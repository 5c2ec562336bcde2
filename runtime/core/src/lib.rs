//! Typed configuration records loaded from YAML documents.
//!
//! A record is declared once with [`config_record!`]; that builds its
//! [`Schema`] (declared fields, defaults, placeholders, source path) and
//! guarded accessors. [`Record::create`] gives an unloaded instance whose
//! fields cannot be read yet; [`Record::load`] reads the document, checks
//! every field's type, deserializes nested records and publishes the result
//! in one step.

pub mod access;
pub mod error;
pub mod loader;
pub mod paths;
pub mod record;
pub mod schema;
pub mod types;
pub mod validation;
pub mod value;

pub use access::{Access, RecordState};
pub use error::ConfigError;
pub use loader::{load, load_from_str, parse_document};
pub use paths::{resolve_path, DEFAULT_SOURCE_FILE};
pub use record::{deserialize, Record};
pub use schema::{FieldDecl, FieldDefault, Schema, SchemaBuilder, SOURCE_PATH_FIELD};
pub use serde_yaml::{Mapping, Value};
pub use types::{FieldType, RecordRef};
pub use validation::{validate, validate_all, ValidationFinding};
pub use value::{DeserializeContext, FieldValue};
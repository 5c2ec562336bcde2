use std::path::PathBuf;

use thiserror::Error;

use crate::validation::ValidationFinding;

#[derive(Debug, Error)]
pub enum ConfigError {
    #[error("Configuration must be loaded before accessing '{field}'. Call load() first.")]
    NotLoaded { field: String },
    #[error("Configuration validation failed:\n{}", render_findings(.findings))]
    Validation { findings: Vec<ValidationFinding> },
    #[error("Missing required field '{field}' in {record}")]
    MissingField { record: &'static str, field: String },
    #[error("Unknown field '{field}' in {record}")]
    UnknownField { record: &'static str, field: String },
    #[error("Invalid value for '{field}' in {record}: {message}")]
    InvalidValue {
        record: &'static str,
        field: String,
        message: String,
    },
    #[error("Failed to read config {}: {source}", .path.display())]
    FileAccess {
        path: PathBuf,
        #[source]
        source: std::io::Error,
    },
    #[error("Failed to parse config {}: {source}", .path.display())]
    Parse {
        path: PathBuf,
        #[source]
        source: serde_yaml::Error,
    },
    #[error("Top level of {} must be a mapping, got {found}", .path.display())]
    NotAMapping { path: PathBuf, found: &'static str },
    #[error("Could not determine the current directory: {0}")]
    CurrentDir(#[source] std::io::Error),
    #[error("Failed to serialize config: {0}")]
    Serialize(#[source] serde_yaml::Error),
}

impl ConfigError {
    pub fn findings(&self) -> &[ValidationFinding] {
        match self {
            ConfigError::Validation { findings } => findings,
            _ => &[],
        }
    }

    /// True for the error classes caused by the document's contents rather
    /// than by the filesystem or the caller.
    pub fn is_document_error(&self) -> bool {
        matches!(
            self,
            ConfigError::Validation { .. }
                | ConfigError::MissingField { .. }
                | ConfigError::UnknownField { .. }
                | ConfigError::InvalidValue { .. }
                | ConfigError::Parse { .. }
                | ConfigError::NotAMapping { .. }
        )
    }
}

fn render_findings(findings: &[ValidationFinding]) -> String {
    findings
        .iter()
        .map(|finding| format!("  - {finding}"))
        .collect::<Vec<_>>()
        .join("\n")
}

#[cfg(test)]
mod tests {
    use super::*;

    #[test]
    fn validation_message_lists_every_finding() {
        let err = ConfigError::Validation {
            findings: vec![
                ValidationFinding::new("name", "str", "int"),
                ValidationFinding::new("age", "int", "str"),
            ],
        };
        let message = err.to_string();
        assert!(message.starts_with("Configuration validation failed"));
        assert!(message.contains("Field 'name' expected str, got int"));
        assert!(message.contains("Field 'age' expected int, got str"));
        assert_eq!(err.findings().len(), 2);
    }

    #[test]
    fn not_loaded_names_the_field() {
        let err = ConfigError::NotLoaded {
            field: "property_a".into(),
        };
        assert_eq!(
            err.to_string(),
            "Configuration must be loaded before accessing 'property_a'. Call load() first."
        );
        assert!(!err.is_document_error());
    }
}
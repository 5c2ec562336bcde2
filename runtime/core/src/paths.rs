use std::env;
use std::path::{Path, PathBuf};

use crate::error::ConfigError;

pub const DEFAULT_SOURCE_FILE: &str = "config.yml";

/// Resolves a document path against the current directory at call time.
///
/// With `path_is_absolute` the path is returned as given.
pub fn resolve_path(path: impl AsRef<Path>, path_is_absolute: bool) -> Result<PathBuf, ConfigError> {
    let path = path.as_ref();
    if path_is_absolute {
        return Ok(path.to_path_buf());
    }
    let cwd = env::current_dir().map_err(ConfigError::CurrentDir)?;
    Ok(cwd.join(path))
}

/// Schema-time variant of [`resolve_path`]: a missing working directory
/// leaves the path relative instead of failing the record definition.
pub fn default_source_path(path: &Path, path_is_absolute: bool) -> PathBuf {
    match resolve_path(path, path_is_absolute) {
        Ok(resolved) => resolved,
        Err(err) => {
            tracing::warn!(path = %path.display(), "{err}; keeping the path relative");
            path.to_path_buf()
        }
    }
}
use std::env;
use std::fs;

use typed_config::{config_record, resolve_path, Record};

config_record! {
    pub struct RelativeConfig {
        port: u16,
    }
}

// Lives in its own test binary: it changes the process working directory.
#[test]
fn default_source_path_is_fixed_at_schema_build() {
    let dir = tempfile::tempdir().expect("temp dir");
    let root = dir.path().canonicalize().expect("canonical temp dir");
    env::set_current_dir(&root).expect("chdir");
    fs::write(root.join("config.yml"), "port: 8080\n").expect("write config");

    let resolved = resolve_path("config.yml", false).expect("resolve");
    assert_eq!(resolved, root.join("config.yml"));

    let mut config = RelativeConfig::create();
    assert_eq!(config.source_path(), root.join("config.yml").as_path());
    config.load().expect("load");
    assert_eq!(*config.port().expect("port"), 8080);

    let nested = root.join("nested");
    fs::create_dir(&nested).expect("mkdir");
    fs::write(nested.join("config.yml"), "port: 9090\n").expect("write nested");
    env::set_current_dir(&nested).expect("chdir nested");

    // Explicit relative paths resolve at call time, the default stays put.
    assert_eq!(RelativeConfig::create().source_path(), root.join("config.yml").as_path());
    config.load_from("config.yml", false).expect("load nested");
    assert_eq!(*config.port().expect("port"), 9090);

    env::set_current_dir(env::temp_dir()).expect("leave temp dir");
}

----

Work instructions >> In the entries above, find every line with the word "crate" and list it.

Response area >>
use crate::validation::ValidationFinding;
use crate::error::ConfigError;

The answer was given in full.